Large-cap stocks have seen an even bigger turnaround: While only 4% were trading at or near 52-week highs at the low, that number had improved to 41% as of Thursday.
“The market has been getting broader under the surface, despite the fact that those big names are still working really well,” Randazzo said.
That midcap companies have joined their large-cap peers suggests that the rally can continue, Randazzo said. “You’re getting that second tier of participation as well,” he said.
However, small caps remain a potential fly in the ointment, with only 13% trading within striking distance of their 52-week highs. The Russell 2000
RUT,
one closely followed index of small-cap stocks, was down 0.8% this week, and it remains mired in the red this year to date following a short-lived but powerful rally in November and December.
Perhaps the most curious aspect of the broadening participation in the rally is that it has coincided with the adoption of more conservative expectations regarding the pace of Federal Reserve interest-rate cuts. Traders are now betting on the first cut to arrive in June, pushed back from projections earlier this year that it would happen in March, according to fed-funds futures tracked by the CME.
They have also lowered their expectations for the number of cuts before the end of the year to four, from six previously. Stocks rocketed higher in a broad-based rally beginning in November, when senior Fed officials started hinting that the central bank could remove its hiking bias from its guidance, which Chair Jerome Powell ultimately did in December. The shift provoked a furious rally that briefly saw lagging small caps outperform their Big Tech peers.
One potential explanation is the strength of the U.S. economy. According to the U.S. government’s initial estimate, GDP expanded by 3.3% during the fourth quarter. It’s expected to continue expanding at a similar pace, according to the Atlanta Fed’s GDPNow forecast, which says GDP is currently on track for 2.9% growth during the first quarter of 2024.
Inflation may have rebounded in January, but beneath the headline number, investors saw a slowing pace of goods inflation. Meanwhile, hot spots in services can be easily explained away, said James St. Aubin, chief investment officer at Sierra Mutual Funds.

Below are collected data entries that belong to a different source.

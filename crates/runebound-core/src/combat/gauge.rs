use serde::{Deserialize, Serialize};

/// Gauge value at which the bound action fires.
pub const GAUGE_FULL: f64 = 100.0;

/// ATB readiness meter in `[0, 100]`.
#[derive(Debug, Clone, Copy, Default, PartialEq, Serialize, Deserialize)]
pub struct ActionGauge {
    value: f64,
}

impl ActionGauge {
    pub fn new() -> Self {
        Self::default()
    }

    pub fn value(&self) -> f64 {
        self.value
    }

    pub fn is_full(&self) -> bool {
        self.value >= GAUGE_FULL
    }

    /// Fill at `speed` percent per second for `delta_ms`. Never decreases.
    pub fn advance(&mut self, speed: f64, delta_ms: f64) {
        let gain = speed * delta_ms / 1000.0;
        if gain.is_finite() && gain > 0.0 {
            self.value = (self.value + gain).min(GAUGE_FULL);
        }
    }

    /// Reset to empty if full. Returns whether the action fires.
    pub fn fire(&mut self) -> bool {
        if self.is_full() {
            self.value = 0.0;
            true
        } else {
            false
        }
    }
}
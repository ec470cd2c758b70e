//! Generation - procedural creation of rooms, enemies and loot

mod enemies;
mod loot;
mod rooms;
pub mod vocab;

pub use enemies::*;
pub use loot::*;
pub use rooms::*;
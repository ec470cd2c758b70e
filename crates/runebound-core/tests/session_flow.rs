//! Integration tests for the exploration session.
//!
//! Exercises: create_character → travel/revisit → combat frames →
//! room interactions → save/resume
//!
//! Sessions run on a `ManualClock` so frame deltas and auto-save debounce
//! are fully controlled. Room contents depend on the seed, so helpers scan
//! seeds for the arrival a test needs.

use runebound_core::prelude::*;
use runebound_core::persistence::SaveError;
use runebound_logic::classes::PlayerClass;
use runebound_logic::items::ItemId;

// ── Helpers ────────────────────────────────────────────────────────────

fn fresh(seed: u64) -> (GameSession<ManualClock>, ManualClock) {
    let clock = ManualClock::new(0);
    let mut session = GameSession::with_clock(SessionConfig::seeded(seed), clock.clone());
    session.create_character("Vex", PlayerClass::Rogue);
    (session, clock)
}

fn exits(session: &GameSession<ManualClock>) -> Vec<Direction> {
    session
        .current_room()
        .map(|r| r.choices.iter().map(|c| c.direction).collect())
        .unwrap_or_default()
}

/// First (seed, exit) whose first step from the entrance satisfies `want`.
fn find_arrival(
    want: impl Fn(&Arrival) -> bool,
) -> (GameSession<ManualClock>, ManualClock, Arrival) {
    for seed in 0..1_000 {
        let (probe, _) = fresh(seed);
        for dir in exits(&probe) {
            let (mut session, clock) = fresh(seed);
            let arrival = session.travel(dir).expect("entrance exit is valid");
            if want(&arrival) {
                return (session, clock, arrival);
            }
        }
    }
    panic!("no seed produced the wanted arrival");
}

fn find_encounter(kind: EncounterType) -> (GameSession<ManualClock>, ManualClock, Arrival) {
    find_arrival(|a| a.encounter == kind)
}

/// Drive 100ms frames until combat ends.
fn fight_out(session: &mut GameSession<ManualClock>, clock: &ManualClock) {
    for _ in 0..100_000 {
        if !session.in_combat() {
            return;
        }
        clock.advance(100);
        session.frame();
    }
    panic!("fight never ended");
}

struct BrokenStore;

impl SaveStore for BrokenStore {
    fn load(&self, _user_id: &str) -> Result<Option<SaveData>, SaveError> {
        Err(SaveError::Unavailable("backend down".into()))
    }

    fn save(&mut self, _user_id: &str, _data: &SaveData) -> Result<(), SaveError> {
        Err(SaveError::Unavailable("backend down".into()))
    }
}

// ── Exploration ────────────────────────────────────────────────────────

#[test]
fn same_seed_same_dungeon() {
    let (a, _) = fresh(42);
    let (b, _) = fresh(42);
    assert_eq!(a.biome(), b.biome());
    assert_eq!(a.current_room(), b.current_room());
}

#[test]
fn revisit_uses_cache_without_encounter() {
    let (mut s, _clock, arrival) = find_arrival(|a| !a.battle);
    assert!(!arrival.revisit);
    let first = s.current_room().cloned().unwrap();
    assert_eq!(first.depth, 1);

    // The exit back to the entrance is always offered
    let back = first.coord.direction_to(RoomCoord::ORIGIN).unwrap();
    let home = s.travel(back).unwrap();
    assert!(home.revisit);
    assert_eq!(home.coord, RoomCoord::ORIGIN);
    assert_eq!(s.log().next(), Some("Returning to familiar ground."));

    let again = s.travel(back.reverse()).unwrap();
    assert!(again.revisit);
    assert!(!again.battle);
    assert_eq!(s.current_room(), Some(&first));
    assert_eq!(s.visited_rooms().len(), 2);
}

#[test]
fn travel_to_jumps_between_visited_rooms() {
    let (mut s, _clock, arrival) = find_arrival(|a| !a.battle);
    s.travel_to(RoomCoord::ORIGIN).unwrap();
    assert_eq!(s.current_coord(), Some(RoomCoord::ORIGIN));
    assert!(s.log().next().unwrap().starts_with("Traveling back to the"));

    s.travel_to(arrival.coord).unwrap();
    assert_eq!(s.current_coord(), Some(arrival.coord));
}

// ── Combat ─────────────────────────────────────────────────────────────

#[test]
fn battle_room_engages_and_locks_movement() {
    let (mut s, clock, arrival) = find_arrival(|a| a.battle);
    assert_eq!(arrival.encounter, EncounterType::Battle);
    assert!(s.in_combat());
    assert!(s.log().next().unwrap().starts_with("A hostile"));

    let back = arrival.coord.direction_to(RoomCoord::ORIGIN).unwrap();
    assert!(matches!(s.travel(back), Err(SessionError::CombatActive)));
    assert!(matches!(s.travel_to(RoomCoord::ORIGIN), Err(SessionError::CombatActive)));
    assert!(matches!(s.open_chest(), Err(SessionError::CombatActive)));

    // First frame after engaging has zero delta
    clock.advance(5_000);
    let report = s.frame().unwrap();
    assert_eq!(report.player_gauge, 0.0);
    assert_eq!(report.enemy_gauge, 0.0);
}

#[test]
fn depth_one_battle_ends_in_victory() {
    // Rogue: 108 hp, 16 gauge/s, hits for at least floor(12.5 × 0.8).
    // Depth-1 enemy: 55 hp, at most 10 gauge/s, hits for at most
    // floor(8.5 × 1.2) = 10. Seven hits land by 43.75s, when the enemy has
    // swung at most four times.
    let (mut s, clock, arrival) = find_arrival(|a| a.battle);
    let enemy = s.battle().map(|b| (b.enemy.max_hp, b.depth)).unwrap();
    assert_eq!(enemy, (55.0, 1));
    fight_out(&mut s, &clock);

    assert_eq!(s.combat_phase(), CombatPhase::Idle);
    assert!(s.frame().is_none());
    let c = s.character().expect("rogue survives a depth-1 fight");
    assert!(c.hp >= c.max_hp as f64 - 40.0);
    assert_eq!(c.level, 1);
    assert_eq!(c.xp, 40);
    assert_eq!(c.gold, 100);
    assert!(s.log().any(|l| l.ends_with("has been vanquished.")));
    assert_eq!(s.current_coord(), Some(arrival.coord));
    assert_eq!(s.visited_rooms().len(), 2);
}

#[test]
fn fled_battle_room_stays_quiet() {
    let (mut s, _clock, arrival) = find_arrival(|a| a.battle);
    assert!(s.flee());
    assert!(!s.in_combat());

    let back = arrival.coord.direction_to(RoomCoord::ORIGIN).unwrap();
    s.travel(back).unwrap();
    let again = s.travel(back.reverse()).unwrap();
    assert!(again.revisit);
    assert!(!again.battle);
    assert!(!s.in_combat());
}

// ── Room interactions ──────────────────────────────────────────────────

#[test]
fn chest_opens_once() {
    let (mut s, _clock, _) = find_encounter(EncounterType::Treasure);
    assert_eq!(s.log().next(), Some("A hidden cache awaits."));
    let gold_before = s.character().unwrap().gold;

    let Interaction::ChestOpened { gold, items } = s.open_chest().unwrap() else {
        panic!("expected a chest");
    };
    assert!(gold >= 50);
    let c = s.character().unwrap();
    assert_eq!(c.gold, gold_before + gold);
    assert!(items.iter().all(|id| c.inventory.contains(*id)));

    assert!(matches!(s.open_chest(), Err(SessionError::AlreadyResolved)));
}

#[test]
fn secret_pays_out_once() {
    let (mut s, _clock, _) = find_encounter(EncounterType::Secret);
    let Interaction::SecretFound { gold } = s.search_secret().unwrap() else {
        panic!("expected a secret");
    };
    assert_eq!(s.character().unwrap().gold, 80 + gold);
    assert!(matches!(s.search_secret(), Err(SessionError::AlreadyResolved)));
}

#[test]
fn trap_is_spent_either_way() {
    let (mut s, _clock, _) = find_encounter(EncounterType::Trap);
    let max_hp = s.character().unwrap().max_hp as f64;
    match s.disarm_trap().unwrap() {
        Interaction::TrapDisarmed => assert_eq!(s.character().unwrap().hp, max_hp),
        Interaction::TrapTriggered { damage } => {
            // depth 1: 5 + 3
            assert_eq!(damage, 8.0);
            assert_eq!(s.character().unwrap().hp, max_hp - 8.0);
        }
        other => panic!("unexpected {:?}", other),
    }
    assert!(matches!(s.disarm_trap(), Err(SessionError::AlreadyResolved)));
}

#[test]
fn puzzle_grants_depth_scaled_xp() {
    let (mut s, _clock, _) = find_encounter(EncounterType::Puzzle);
    let outcome = s.solve_puzzle().unwrap();
    assert_eq!(outcome, Interaction::PuzzleSolved { xp: 30, levels_gained: 0 });
    assert_eq!(s.character().unwrap().xp, 30);
    assert!(matches!(s.solve_puzzle(), Err(SessionError::AlreadyResolved)));
}

#[test]
fn merchant_sells_for_item_value() {
    let (mut s, _clock, _) = find_encounter(EncounterType::Merchant);
    assert!(matches!(s.buy(ItemId(u64::MAX)), Err(SessionError::NoSuchItem(_))));

    let Some(Encounter::Merchant { stock }) = s.current_room().map(|r| r.encounter.clone()) else {
        panic!("expected a merchant");
    };
    let cheapest = stock.iter().min_by_key(|i| i.value).unwrap().clone();
    let gold = s.character().unwrap().gold;

    match s.buy(cheapest.id) {
        Ok(Interaction::Purchased { item, price }) => {
            assert!(price <= gold);
            assert_eq!(item, cheapest.id);
            let c = s.character().unwrap();
            assert_eq!(c.gold, gold - price);
            assert!(c.inventory.contains(cheapest.id));
            let Some(Encounter::Merchant { stock: left }) =
                s.current_room().map(|r| r.encounter.clone())
            else {
                panic!("merchant vanished");
            };
            assert_eq!(left.len(), stock.len() - 1);
        }
        Err(SessionError::NotEnoughGold { price, gold: have }) => {
            assert_eq!(price, cheapest.value);
            assert!(have < price);
        }
        other => panic!("unexpected {:?}", other),
    }
}

// ── Persistence ────────────────────────────────────────────────────────

#[test]
fn autosave_and_resume_through_file_store() {
    let dir = tempfile::tempdir().unwrap();
    let (mut s, clock, _) = find_arrival(|a| !a.battle);
    s.attach_store("player-1", Box::new(FileStore::new(dir.path())));

    // Still inside the debounce window
    clock.advance(500);
    assert!(!s.poll_autosave());
    clock.advance(2_000);
    assert!(s.poll_autosave());
    assert!(!s.poll_autosave());
    assert!(FileStore::new(dir.path()).path_for("player-1").exists());

    let mut resumed = GameSession::with_clock(SessionConfig::seeded(9), ManualClock::new(0));
    resumed.attach_store("player-1", Box::new(FileStore::new(dir.path())));
    assert!(resumed.resume());
    assert_eq!(resumed.character().unwrap().name, "Vex");
    assert_eq!(resumed.visited_rooms(), s.visited_rooms());
    assert_eq!(resumed.current_coord(), s.current_coord());
    assert_eq!(resumed.biome(), s.biome());
}

#[test]
fn missing_save_starts_fresh() {
    let dir = tempfile::tempdir().unwrap();
    let mut s = GameSession::with_clock(SessionConfig::seeded(1), ManualClock::new(0));
    s.attach_store("nobody", Box::new(FileStore::new(dir.path())));
    assert!(!s.resume());
    assert!(s.character().is_none());
}

#[test]
fn broken_store_never_interrupts_play() {
    let (mut s, clock, _) = find_arrival(|a| !a.battle);
    s.attach_store("player-2", Box::new(BrokenStore));

    assert!(!s.resume());
    assert!(s.character().is_some());

    clock.advance(10_000);
    assert!(!s.poll_autosave());
    assert!(matches!(s.save_now(), Err(SessionError::Save(SaveError::Unavailable(_)))));

    // Play continues
    s.travel_to(RoomCoord::ORIGIN).unwrap();
    assert_eq!(s.current_coord(), Some(RoomCoord::ORIGIN));
}

#[test]
fn restore_resets_skill_cooldowns() {
    let (mut s, _clock, _) = find_arrival(|a| !a.battle);
    let mut data = s.snapshot().unwrap();
    for skill in &mut data.character.skills {
        skill.last_used_ms = Some(123_456);
    }
    s.restore(data);
    assert!(s
        .character()
        .unwrap()
        .skills
        .iter()
        .all(|sk| sk.last_used_ms.is_none()));
}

“You combine that with growth being as strong as it is, and the Fed doesn’t have a reason to cut aggressively. This is a perfect scenario in a lot of ways for stocks to perform well, and not just the secular growth names like Nvidia and Microsoft,” he said during an interview with MarketWatch.
Still, St. Aubin cautioned that the top-10 stocks still represent roughly 30% of the S&P 500’s total market capitalization, which is higher even than at the peak of the dot-com bubble.
“Breadth was pretty good in the fourth quarter, then early in the first quarter it got weak, [and] now it seems to be coming back a little bit,” St. Aubin added. “But extreme concentration is still a thing.”
The S&P 500 rose 1.7% this week to 5,088.80, its largest weekly advance since Jan. 12, according to Dow Jones Market Data. The Nasdaq Composite
COMP
gained 1.4% to 15,996.82. The Dow Jones Industrial Average
DJIA,
meanwhile, gained 503.54 points, or 1.3%, to 39,131.53.